Unionists, youth seek out
Calero in Sweden, Iceland
 
BY BJÖRN TIRSÉN  
STOCKHOLM, Sweden—On his September 11-12 visit here Róger Calero talked with meat packers and high school students about his recent victory against the U.S. immigration authorities’ attempt to deport him. He was also the featured speaker at a public meeting organized as part of his “Sí Se Puede/Fight to Win” international tour. Calero arrived in Stockholm, the capital of Sweden, from a visit to Gothenburg in the south of the country.

A number of workers and youth in Sweden had signed letters of protest on hearing of Calero’s jailing on Dec. 3, 2002. The Militant staff writer and Perspectiva Mundial editor was seized by immigration agents at Houston Intercontinental Airport as the first step in deporting him to his native Nicaragua. The U.S. government dropped the case in May after a public campaign won widespread backing for his fight (see accompanying article from El Español for details of the case).

At the Samfood meatpacking plant Calero met some of the 30 workers who had signed a petition in support of his struggle. Lars Bykvist, the president of the Foodworkers Union local in the plant, escorted him into the cafeteria.

A worker from Chile described a spate of recent restaurant raids in which the Stockholm police targeted immigrant workers for arrest and deportation.
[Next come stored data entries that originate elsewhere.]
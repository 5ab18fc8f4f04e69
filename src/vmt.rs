//! VMT material document generation
//!
//! Plain string templating; nothing here computes anything. Two variants:
//! the full phong material, and the "normalized" variant emitted when the
//! exponent map's green channel was cleared.

use crate::config::Config;

/// The full VertexLitGeneric phong material
pub fn full_material(name: &str, config: &Config) -> String {
    let mut lines = vec![
        format!(
            "// Generated by {} v{}",
            env!("CARGO_PKG_NAME"),
            env!("CARGO_PKG_VERSION")
        ),
        format!(
            "// METALNESS: {} GAMMA: {}",
            config.metalness, config.gamma_midtone
        ),
        "\"VertexLitGeneric\"".to_string(),
        "{".to_string(),
        format!("\t\"$basetexture\" \"{}\"", texture_path(config, name, "_c")),
        format!("\t\"$bumpmap\" \"{}\"", texture_path(config, name, "_n")),
        format!(
            "\t\"$phongexponenttexture\" \"{}\"",
            texture_path(config, name, "_m")
        ),
        "\t\"$color2\" \"[ .1 .1 .1 ]\"".to_string(),
        "\t\"$blendtintbybasealpha\" \"1\"".to_string(),
        "\t\"$phong\" \"1\"".to_string(),
        "\t\"$phongboost\" \"10\"".to_string(),
        "\t\"$phongalbedotint\" \"1\"".to_string(),
    ];
    if config.phong_warps {
        lines.push(format!(
            "\t\"$phongwarptexture\" \"{}\"",
            texture_path(config, "phongwarp_steel", "")
        ));
    } else {
        lines.push("\t\"$PhongFresnelRanges\" \"[ 4 3 10 ]\"".to_string());
    }
    lines.push("\t\"$envmap\" \"env_cubemap\"".to_string());
    lines.push("\t\"$basemapalphaenvmapmask\" \"1\"".to_string());
    lines.push("\t\"$envmapfresnel\" \"0.4\"".to_string());
    lines.push("\t\"$envmaptint\" \"[ .1 .1 .1 ]\"".to_string());
    if config.material_proxies {
        lines.extend(proxy_block());
    }
    lines.push("}".to_string());
    lines.join("\n") + "\n"
}

/// The normalized material, paired with a cleared exponent map
pub fn normalized_material(name: &str, config: &Config) -> String {
    let mut lines = vec![
        format!(
            "// Generated by {} v{}",
            env!("CARGO_PKG_NAME"),
            env!("CARGO_PKG_VERSION")
        ),
        "// NORMALIZED MATERIAL".to_string(),
        "\"VertexLitGeneric\"".to_string(),
        "{".to_string(),
        format!("\t\"$basetexture\" \"{}\"", texture_path(config, name, "_c")),
        format!("\t\"$bumpmap\" \"{}\"", texture_path(config, name, "_n")),
        format!(
            "\t\"$phongexponenttexture\" \"{}\"",
            texture_path(config, name, "_m")
        ),
        "\t\"$phong\" \"1\"".to_string(),
        "\t\"$phongboost\" \"1\"".to_string(),
        "\t\"$color2\" \"[ 0 0 0 ]\"".to_string(),
        "\t\"$phongexponent\" \"24\"".to_string(),
        "\t\"$phongalbedotint\" \"1\"".to_string(),
        "\t\"$additive\" \"1\"".to_string(),
        "\t\"$PhongFresnelRanges\" \"[ 2 4 6 ]\"".to_string(),
    ];
    if config.material_proxies {
        lines.extend(proxy_block());
    }
    lines.push("}".to_string());
    lines.join("\n") + "\n"
}

/// Engine-relative texture path written into the document
fn texture_path(config: &Config, name: &str, suffix: &str) -> String {
    let dir = config.output_dir.to_string_lossy();
    let dir = dir.trim_end_matches('/');
    if dir.is_empty() {
        format!("{name}{suffix}")
    } else {
        format!("{dir}/{name}{suffix}")
    }
}

fn proxy_block() -> Vec<String> {
    [
        "\t\"Proxies\"",
        "\t{",
        "\t\t\"MwEnvMapTint\"",
        "\t\t{",
        "\t\t\t\"min\" \"0\"",
        "\t\t\t\"max\" \"0.015\"",
        "\t\t}",
        "\t}",
    ]
    .into_iter()
    .map(String::from)
    .collect()
}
A meat packer from Turkey, who is shop steward for the union in the plant, discussed the question of speedup and job safety. “When a worker gets injured, the bosses have to pay. It’s their responsibility,” he said.

A Kurdish worker said that he had been working at Samfood for a year in consecutive temporary hirings. “This way they can take our job from us whenever it suits them,” he said.

Calero talked to two women from Bosnia sitting at a table. Others gathered around as he explained the organizing drive at Dakota Premium Foods, the Minnesota meatpacking plant where he had worked.

Safa Al Aboudi described his struggle for citizenship. In spite of law permitting foreign-born legal residents to become citizens after five years, after seven years in Sweden Al Aboudi has still not been granted his citizenship. Authorities have refused to accept his Iraqi ID card as valid identification.

A reporter from the Foodworkers union paper took pictures and gathered material for an article during the visit, after interviewing Calero earlier.

The day before Calero had visited a high school in Huddinge, in the south of the city. He and supporters handed out leaflets promoting that evening’s public meeting. One signed up for a Perspectiva Mundial subscription.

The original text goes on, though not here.